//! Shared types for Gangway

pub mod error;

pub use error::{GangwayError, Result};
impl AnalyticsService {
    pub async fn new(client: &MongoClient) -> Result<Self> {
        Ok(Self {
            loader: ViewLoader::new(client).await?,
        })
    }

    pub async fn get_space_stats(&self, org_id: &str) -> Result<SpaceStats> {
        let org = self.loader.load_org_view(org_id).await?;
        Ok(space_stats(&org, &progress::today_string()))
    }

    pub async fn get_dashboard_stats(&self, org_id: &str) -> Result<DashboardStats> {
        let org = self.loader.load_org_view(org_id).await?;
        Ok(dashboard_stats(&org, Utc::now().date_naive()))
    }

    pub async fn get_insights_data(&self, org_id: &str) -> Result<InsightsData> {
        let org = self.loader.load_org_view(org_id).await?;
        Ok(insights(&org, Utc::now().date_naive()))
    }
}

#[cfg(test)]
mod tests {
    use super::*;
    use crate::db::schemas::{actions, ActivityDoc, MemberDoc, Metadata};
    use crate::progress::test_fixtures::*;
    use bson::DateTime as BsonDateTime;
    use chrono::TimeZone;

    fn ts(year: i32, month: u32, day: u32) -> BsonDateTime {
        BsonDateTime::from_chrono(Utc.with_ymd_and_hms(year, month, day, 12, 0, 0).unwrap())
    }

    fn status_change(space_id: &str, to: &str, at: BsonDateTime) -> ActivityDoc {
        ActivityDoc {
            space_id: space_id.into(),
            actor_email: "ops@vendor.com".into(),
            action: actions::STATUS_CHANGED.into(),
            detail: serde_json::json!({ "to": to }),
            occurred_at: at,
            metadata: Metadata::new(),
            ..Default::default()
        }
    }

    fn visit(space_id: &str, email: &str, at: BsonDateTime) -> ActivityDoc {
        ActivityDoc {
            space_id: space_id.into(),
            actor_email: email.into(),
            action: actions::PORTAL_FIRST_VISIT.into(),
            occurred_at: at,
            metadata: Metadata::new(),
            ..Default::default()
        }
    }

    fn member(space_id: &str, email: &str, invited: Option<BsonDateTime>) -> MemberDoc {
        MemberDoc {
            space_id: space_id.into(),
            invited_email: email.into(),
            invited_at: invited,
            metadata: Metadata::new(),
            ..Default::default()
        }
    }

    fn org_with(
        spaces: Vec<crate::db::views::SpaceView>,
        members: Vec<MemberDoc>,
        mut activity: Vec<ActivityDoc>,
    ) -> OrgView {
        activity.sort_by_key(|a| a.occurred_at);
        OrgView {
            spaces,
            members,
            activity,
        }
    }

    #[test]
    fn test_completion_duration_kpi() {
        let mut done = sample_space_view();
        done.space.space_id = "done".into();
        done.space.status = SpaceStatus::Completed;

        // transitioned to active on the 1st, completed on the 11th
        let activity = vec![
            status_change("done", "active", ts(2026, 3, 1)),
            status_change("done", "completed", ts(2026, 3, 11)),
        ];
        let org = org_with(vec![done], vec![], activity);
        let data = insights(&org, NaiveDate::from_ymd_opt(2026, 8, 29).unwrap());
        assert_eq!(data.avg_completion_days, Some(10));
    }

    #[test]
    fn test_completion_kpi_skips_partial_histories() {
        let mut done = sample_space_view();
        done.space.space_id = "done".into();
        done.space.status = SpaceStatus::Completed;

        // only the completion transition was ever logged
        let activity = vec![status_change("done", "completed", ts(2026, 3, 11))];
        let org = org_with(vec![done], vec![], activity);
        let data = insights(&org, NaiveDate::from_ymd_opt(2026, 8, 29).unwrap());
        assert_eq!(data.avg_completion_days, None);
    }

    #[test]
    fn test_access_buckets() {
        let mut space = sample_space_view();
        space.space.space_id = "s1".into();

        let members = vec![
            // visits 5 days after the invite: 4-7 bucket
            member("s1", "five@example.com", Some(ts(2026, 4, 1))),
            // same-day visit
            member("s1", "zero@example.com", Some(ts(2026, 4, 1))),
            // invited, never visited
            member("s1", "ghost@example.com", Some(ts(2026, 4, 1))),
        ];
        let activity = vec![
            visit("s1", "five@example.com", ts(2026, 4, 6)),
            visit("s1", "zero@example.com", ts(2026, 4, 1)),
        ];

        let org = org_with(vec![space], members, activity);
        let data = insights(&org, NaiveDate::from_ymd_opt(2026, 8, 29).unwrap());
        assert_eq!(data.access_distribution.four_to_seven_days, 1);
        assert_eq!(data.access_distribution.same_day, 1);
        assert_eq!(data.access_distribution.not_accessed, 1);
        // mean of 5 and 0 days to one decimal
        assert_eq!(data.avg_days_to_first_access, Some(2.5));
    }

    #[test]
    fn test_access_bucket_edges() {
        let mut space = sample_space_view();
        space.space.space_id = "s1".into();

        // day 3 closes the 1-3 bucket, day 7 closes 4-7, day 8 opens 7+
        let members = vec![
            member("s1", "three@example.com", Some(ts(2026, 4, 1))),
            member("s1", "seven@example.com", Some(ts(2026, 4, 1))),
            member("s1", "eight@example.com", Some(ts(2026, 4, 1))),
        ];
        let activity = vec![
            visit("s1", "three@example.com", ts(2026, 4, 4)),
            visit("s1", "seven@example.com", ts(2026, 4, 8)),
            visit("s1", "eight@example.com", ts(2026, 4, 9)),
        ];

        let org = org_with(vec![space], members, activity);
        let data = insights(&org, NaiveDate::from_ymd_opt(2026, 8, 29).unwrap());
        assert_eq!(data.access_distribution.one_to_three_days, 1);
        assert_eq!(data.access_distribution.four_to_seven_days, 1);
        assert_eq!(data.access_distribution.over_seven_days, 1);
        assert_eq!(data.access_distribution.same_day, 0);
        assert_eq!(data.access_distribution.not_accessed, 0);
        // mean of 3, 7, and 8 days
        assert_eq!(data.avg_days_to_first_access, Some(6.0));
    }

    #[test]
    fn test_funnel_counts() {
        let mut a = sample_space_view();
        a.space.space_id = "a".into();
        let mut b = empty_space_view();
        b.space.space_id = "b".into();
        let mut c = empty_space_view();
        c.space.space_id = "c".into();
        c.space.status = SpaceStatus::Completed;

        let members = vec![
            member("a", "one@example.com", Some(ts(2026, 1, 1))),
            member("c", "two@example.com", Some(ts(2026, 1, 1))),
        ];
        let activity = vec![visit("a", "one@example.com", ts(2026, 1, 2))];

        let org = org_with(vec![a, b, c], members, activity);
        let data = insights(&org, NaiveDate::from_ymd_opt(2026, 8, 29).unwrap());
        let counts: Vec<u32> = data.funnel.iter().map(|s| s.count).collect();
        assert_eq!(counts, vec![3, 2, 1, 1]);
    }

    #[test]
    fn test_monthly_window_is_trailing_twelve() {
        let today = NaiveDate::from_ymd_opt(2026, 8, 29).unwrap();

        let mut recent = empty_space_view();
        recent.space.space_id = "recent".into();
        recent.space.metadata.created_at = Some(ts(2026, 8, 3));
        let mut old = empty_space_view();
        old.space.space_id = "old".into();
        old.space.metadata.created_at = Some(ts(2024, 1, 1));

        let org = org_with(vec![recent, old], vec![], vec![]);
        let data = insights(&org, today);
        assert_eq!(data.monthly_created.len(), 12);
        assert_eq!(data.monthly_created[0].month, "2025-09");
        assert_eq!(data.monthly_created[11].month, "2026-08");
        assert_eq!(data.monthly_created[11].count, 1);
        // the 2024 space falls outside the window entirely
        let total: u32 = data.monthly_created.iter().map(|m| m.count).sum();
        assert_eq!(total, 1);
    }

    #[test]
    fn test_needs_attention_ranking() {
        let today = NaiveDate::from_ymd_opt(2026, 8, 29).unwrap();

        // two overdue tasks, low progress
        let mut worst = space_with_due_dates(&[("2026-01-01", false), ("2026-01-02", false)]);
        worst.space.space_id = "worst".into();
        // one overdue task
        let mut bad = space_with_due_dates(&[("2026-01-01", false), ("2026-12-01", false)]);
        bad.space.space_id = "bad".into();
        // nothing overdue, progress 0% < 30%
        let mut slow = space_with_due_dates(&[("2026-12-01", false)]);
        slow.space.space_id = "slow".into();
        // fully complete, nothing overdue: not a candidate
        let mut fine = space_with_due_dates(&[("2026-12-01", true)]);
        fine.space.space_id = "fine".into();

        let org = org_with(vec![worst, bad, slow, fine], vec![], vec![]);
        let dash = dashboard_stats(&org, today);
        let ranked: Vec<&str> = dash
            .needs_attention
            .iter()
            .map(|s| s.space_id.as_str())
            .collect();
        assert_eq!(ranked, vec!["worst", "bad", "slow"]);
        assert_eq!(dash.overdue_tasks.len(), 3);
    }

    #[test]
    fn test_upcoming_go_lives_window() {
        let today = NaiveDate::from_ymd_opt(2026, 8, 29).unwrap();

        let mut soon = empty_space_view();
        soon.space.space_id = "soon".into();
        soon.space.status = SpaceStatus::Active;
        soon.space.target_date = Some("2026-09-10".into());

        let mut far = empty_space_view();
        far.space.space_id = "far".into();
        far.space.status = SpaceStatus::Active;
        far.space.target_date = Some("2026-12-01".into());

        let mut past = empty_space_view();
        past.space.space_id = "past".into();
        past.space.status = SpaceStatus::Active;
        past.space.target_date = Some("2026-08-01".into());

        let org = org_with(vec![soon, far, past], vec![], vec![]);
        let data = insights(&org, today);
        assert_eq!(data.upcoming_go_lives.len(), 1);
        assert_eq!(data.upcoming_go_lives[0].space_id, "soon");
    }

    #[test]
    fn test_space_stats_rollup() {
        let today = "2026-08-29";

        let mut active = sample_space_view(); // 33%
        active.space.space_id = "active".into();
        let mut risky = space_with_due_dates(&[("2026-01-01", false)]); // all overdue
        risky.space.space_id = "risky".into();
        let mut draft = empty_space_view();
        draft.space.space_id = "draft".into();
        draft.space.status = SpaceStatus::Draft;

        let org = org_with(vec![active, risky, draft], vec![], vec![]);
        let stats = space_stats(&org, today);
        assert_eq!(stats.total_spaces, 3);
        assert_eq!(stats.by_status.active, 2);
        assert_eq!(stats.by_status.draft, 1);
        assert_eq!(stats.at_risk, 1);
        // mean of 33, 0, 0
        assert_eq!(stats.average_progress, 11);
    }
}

--

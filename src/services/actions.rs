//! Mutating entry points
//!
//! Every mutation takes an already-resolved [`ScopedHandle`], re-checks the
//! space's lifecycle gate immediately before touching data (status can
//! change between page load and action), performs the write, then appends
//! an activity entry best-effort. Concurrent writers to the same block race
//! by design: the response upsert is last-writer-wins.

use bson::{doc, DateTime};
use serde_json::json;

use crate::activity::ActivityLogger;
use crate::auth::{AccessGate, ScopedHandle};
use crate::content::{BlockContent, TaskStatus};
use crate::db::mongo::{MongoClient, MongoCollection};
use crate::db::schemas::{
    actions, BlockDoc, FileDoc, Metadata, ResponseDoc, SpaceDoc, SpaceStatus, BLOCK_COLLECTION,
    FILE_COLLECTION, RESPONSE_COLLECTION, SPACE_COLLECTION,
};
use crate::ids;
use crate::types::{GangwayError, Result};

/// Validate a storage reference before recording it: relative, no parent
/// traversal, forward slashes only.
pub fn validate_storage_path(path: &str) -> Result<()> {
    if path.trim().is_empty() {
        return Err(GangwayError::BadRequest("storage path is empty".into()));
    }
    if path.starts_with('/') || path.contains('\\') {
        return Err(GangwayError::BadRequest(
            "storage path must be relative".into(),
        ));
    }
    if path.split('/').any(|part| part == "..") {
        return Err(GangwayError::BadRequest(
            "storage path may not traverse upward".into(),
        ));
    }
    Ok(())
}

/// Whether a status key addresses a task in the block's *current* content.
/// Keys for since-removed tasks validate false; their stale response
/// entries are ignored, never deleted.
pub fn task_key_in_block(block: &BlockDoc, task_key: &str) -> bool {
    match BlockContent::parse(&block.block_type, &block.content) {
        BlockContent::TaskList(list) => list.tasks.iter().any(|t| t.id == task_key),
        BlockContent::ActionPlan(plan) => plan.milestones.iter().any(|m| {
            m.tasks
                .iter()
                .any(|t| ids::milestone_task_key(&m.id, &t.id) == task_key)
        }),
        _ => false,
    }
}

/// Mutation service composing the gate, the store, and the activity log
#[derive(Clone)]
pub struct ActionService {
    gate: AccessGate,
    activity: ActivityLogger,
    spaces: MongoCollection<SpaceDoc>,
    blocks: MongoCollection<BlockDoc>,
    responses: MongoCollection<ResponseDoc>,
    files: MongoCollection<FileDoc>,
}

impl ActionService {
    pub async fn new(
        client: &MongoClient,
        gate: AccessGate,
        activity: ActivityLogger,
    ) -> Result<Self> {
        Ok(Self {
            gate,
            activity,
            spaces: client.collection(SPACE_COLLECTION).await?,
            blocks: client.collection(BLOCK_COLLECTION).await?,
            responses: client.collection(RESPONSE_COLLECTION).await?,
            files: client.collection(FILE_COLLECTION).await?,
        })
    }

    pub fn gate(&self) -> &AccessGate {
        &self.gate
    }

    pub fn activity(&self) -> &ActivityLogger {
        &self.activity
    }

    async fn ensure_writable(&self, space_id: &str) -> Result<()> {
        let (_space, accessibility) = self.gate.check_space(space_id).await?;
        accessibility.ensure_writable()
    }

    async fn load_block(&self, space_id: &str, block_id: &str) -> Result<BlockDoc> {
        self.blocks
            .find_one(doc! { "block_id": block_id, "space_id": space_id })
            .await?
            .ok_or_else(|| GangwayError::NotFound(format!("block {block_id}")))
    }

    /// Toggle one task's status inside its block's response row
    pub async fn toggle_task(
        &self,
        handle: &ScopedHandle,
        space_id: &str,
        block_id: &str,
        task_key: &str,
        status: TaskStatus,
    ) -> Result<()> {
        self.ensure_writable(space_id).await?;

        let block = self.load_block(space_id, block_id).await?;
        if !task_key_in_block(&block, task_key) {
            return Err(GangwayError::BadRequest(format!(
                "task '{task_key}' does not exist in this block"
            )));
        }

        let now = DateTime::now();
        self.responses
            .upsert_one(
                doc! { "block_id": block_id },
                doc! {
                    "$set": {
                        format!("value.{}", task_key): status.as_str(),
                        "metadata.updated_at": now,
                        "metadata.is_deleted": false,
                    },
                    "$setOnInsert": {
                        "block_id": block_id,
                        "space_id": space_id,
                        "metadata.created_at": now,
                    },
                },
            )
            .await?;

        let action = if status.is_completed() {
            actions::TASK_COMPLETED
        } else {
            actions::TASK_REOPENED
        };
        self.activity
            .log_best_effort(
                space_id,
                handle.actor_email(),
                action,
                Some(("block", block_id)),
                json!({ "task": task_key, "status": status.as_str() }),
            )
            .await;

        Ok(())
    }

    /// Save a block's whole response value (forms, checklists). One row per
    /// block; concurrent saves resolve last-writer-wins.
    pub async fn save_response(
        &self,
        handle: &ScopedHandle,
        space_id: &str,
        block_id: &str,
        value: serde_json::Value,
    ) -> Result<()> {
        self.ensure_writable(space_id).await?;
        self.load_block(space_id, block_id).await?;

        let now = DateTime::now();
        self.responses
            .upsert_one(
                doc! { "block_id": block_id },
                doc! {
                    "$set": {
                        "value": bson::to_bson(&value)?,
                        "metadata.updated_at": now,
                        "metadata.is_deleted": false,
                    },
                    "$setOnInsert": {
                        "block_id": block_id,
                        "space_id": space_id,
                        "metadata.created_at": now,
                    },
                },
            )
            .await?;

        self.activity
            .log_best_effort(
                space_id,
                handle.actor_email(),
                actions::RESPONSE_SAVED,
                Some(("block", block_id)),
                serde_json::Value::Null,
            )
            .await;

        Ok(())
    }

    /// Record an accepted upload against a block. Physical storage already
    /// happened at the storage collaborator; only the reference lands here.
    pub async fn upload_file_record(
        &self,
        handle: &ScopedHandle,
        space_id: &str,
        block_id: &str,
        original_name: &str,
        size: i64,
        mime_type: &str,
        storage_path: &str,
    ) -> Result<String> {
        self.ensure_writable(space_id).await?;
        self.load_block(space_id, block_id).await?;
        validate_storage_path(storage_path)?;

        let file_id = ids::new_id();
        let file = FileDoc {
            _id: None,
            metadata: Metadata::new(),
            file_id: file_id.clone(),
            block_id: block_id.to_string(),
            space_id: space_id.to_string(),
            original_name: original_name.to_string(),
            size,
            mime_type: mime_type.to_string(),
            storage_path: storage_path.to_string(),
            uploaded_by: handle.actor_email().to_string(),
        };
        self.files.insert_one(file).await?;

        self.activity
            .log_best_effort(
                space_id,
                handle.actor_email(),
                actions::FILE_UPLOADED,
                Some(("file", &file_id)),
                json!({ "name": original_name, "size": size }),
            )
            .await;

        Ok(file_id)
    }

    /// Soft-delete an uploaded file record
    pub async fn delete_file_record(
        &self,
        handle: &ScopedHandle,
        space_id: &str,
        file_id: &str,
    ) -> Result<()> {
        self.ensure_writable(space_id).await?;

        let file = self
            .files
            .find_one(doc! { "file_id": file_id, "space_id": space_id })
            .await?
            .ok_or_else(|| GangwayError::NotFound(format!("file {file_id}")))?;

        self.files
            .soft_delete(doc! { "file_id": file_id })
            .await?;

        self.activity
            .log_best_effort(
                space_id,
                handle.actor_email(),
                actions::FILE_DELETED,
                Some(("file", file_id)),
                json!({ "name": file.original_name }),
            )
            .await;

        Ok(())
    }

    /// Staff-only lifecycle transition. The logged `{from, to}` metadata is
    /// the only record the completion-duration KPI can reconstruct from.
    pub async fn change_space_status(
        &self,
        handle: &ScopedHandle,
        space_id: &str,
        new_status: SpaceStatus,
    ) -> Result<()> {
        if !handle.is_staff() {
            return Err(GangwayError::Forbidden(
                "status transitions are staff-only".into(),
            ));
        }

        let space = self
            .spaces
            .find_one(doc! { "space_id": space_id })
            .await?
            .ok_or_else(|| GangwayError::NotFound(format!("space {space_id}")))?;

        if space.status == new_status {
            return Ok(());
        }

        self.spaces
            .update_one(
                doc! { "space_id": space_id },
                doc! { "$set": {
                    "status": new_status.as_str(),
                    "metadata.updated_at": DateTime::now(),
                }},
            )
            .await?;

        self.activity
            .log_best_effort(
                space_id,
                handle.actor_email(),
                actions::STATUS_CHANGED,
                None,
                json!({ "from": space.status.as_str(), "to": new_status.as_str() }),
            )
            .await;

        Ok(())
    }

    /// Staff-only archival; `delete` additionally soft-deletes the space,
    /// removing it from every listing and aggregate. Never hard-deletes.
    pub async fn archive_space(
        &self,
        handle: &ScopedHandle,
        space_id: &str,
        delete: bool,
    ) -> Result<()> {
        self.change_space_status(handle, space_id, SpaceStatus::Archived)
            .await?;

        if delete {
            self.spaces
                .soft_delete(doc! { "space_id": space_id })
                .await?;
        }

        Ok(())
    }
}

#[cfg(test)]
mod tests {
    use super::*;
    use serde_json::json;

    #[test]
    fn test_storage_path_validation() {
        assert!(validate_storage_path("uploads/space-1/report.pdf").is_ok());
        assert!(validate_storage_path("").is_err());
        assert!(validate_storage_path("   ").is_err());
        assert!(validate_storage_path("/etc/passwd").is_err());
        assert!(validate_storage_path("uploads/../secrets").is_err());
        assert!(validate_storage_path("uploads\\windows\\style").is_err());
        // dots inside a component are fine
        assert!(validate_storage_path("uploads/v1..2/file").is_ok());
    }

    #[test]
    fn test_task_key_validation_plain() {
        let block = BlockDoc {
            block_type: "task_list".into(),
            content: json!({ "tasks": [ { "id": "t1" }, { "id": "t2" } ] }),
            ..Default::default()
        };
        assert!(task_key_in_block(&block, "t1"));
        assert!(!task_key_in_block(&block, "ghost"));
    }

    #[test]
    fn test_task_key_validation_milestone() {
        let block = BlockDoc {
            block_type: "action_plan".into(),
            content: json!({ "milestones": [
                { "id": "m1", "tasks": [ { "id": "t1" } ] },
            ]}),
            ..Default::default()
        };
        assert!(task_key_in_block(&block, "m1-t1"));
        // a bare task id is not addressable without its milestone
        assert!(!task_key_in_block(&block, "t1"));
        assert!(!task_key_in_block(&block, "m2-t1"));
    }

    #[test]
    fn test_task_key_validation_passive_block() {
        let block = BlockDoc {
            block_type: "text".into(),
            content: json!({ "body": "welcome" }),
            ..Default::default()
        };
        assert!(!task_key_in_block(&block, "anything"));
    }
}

*Instructions to follow*.
Of the entries above, repeat exactly the lines between the line with "assert_eq!(data.avg_completion_days, Some(10));" and the line with "assert_eq!(data.access_distribution.same_day, 1);", inclusive, and no others.

*Written reply*.
        assert_eq!(data.avg_completion_days, Some(10));
    }

    #[test]
    fn test_completion_kpi_skips_partial_histories() {
        let mut done = sample_space_view();
        done.space.space_id = "done".into();
        done.space.status = SpaceStatus::Completed;

        // only the completion transition was ever logged
        let activity = vec![status_change("done", "completed", ts(2026, 3, 11))];
        let org = org_with(vec![done], vec![], activity);
        let data = insights(&org, NaiveDate::from_ymd_opt(2026, 8, 29).unwrap());
        assert_eq!(data.avg_completion_days, None);
    }

    #[test]
    fn test_access_buckets() {
        let mut space = sample_space_view();
        space.space.space_id = "s1".into();

        let members = vec![
            // visits 5 days after the invite: 4-7 bucket
            member("s1", "five@example.com", Some(ts(2026, 4, 1))),
            // same-day visit
            member("s1", "zero@example.com", Some(ts(2026, 4, 1))),
            // invited, never visited
            member("s1", "ghost@example.com", Some(ts(2026, 4, 1))),
        ];
        let activity = vec![
            visit("s1", "five@example.com", ts(2026, 4, 6)),
            visit("s1", "zero@example.com", ts(2026, 4, 1)),
        ];

        let org = org_with(vec![space], members, activity);
        let data = insights(&org, NaiveDate::from_ymd_opt(2026, 8, 29).unwrap());
        assert_eq!(data.access_distribution.four_to_seven_days, 1);
        assert_eq!(data.access_distribution.same_day, 1);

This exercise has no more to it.